Uruguayo, pero tan Argentino como el Obelisco. Horacio
Ferrer vivió la mayor parte de su vida en Buenos Aires, aquí luchó por el tango
y por su gran obra, conseguir la creación de la Academia Nacional del Tango en
la avenida de Mayo, la única del mundo. La mejor.
Falleció
a finales del año pasado, pocos días antes de navidad, y sus compañeros y
amigos raudos corrieron a llevarle a cabo todos los homenajes que se merecía. El
tango se volcó en ensalzar su memoria, pero no solo en los pequeños salones de
la academia-que ahora lleva su nombre- o de las milongas de la capital
argentina, de la uruguaya y de la ciudad de Rosario. El triángulo del tango
rioplatense. Pocos meses tras mi llegada, en una de las tardes que me dirigía a
tomar café en el Tortoni, me topé con una nueva escultura homenaje en la
vereda, era él, con su pose natural cuando entonaba el tango. Yo no tuve la
ocasión de conocerle en persona, pero la instalación de sus escultura corrió
por la ciudad como la pólvora, y todo el que llegó a verle actuar o lo trató en
la calle corrieron a contemplarlo. La opinión popular en ese día fue que era
igual que Horacio.
Me gustó
el detalle, me gusta verlo ahí, parado en mitad de la verdea, casi junto al
cordón. Los días de jaleo, cuando la fila para entrar al Tortoni se vuelve
espesa y larga, y los turistas casi dan la vuelta a la vereda, es casi
imposible caminar por ese lado de la calle, pues es muy normal que mucha gente
se pare junto a la escultura que está casi en la puerta de café-en el portal anterior
está la Academia Nacional de Tango-, para fotografiare con el último gran ídolo
del tango que se fue por problemas cardiacos.
En su
infancia en Montevideo, vivió en una familia que había tenido amistad con
Federico García Lorca, Antonio Nervo, Rubén Darío y Alfonsina Storni. Por lo
que el pequeño Horacio quiso ser lo que veían en casa. Pronto comenzó a tener relación
con los grandes nombres del tango, como Troilo, Piazzola, Filiberto, Manzi,
Goyeneche, Pugliese…y un largo etcétera.
Hace
poco estuve en el interior de su última gran obra. En 1990 Ferrer se empeñó en
dar a Buenos Aires una Academia Nacional del Tango, la primera del mundo, dotada
de un museo con la historia del tango, con los instrumentos y objetos personales
de los más grandes; resalta entre ellos, los sombreros de Gardel o el bandoneón
de Troilo.

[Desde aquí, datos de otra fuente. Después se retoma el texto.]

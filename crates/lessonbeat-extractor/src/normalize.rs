//! Item normalization
//!
//! Cleans a single extracted list item: enumeration prefixes, boilerplate
//! qualifiers, and known synonyms.

use crate::matching::{find_ignore_ascii_case, strip_suffix_ignore_ascii_case};

/// Phrases collapsed to a canonical short form (case-insensitive match)
pub const SYNONYMS: &[(&str, &str)] = &[("jesus christ", "Christ")];

/// Trailing qualifiers dropped from the end of an item
const TRAILING_QUALIFIERS: &[&str] = &["(all)", "who"];

/// Clean one list item
///
/// Strips numbered-list markers and stray separators, drops a trailing
/// `(all)` or `who` qualifier, and applies the synonym table. The pass is
/// repeated until the output stops changing, so the result is a fixed point:
/// `clean(&clean(s)) == clean(s)` for every `s`.
///
/// A trailing `.` is kept; it ends a sentence rather than numbering a list.
///
/// # Examples
///
/// ```
/// use lessonbeat_extractor::clean;
///
/// assert_eq!(clean("2. Think critically. (all)"), "Think critically.");
/// assert_eq!(clean("4. Know Jesus Christ"), "Know Christ");
/// assert_eq!(clean(" ;: "), "");
/// ```
pub fn clean(item: &str) -> String {
    let mut current = clean_once(item);
    loop {
        let next = clean_once(&current);
        if next == current {
            return current;
        }
        current = next;
    }
}

/// One pass of the pipeline; every step only ever shortens the string
fn clean_once(item: &str) -> String {
    let mut text = item
        .trim_start_matches(is_leading_noise)
        .trim_end_matches(is_trailing_noise)
        .trim();

    for qualifier in TRAILING_QUALIFIERS {
        text = strip_qualifier(text, qualifier).trim();
    }

    apply_synonyms(text)
}

fn is_leading_noise(c: char) -> bool {
    c.is_ascii_digit() || matches!(c, '.' | ',' | ';' | ':' | ' ')
}

fn is_trailing_noise(c: char) -> bool {
    c.is_ascii_digit() || matches!(c, ',' | ';' | ':' | ' ')
}

/// Drop `qualifier` from the end of `text`
///
/// Alphabetic qualifiers must stand as their own word ("who", not "somewho").
fn strip_qualifier<'a>(text: &'a str, qualifier: &str) -> &'a str {
    let Some(rest) = strip_suffix_ignore_ascii_case(text, qualifier) else {
        return text;
    };

    let needs_boundary = qualifier.starts_with(|c: char| c.is_alphanumeric());
    let at_boundary = rest
        .chars()
        .next_back()
        .map_or(true, |c| !c.is_alphanumeric());

    if needs_boundary && !at_boundary {
        text
    } else {
        rest
    }
}

/// Replace the first occurrence of each synonym phrase
fn apply_synonyms(text: &str) -> String {
    let mut out = text.to_string();
    for (phrase, canonical) in SYNONYMS {
        if let Some(idx) = find_ignore_ascii_case(&out, phrase) {
            out.replace_range(idx..idx + phrase.len(), canonical);
        }
    }
    out
}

Una biblioteca completa para que nunca se pierda la producción literaria
del tango y una academia, donde académicos del ramo, se reunieran una vez por
semana, para luchar y ampliar la difusión de su arte lo más lejos posible,
tanto del país como del mundo.
El día
que visité la Academia, tuve de guía al secretario del lugar, también académico.
El tipo cordial, orgulloso, nos contó varias anécdotas del lugar y de Horacio.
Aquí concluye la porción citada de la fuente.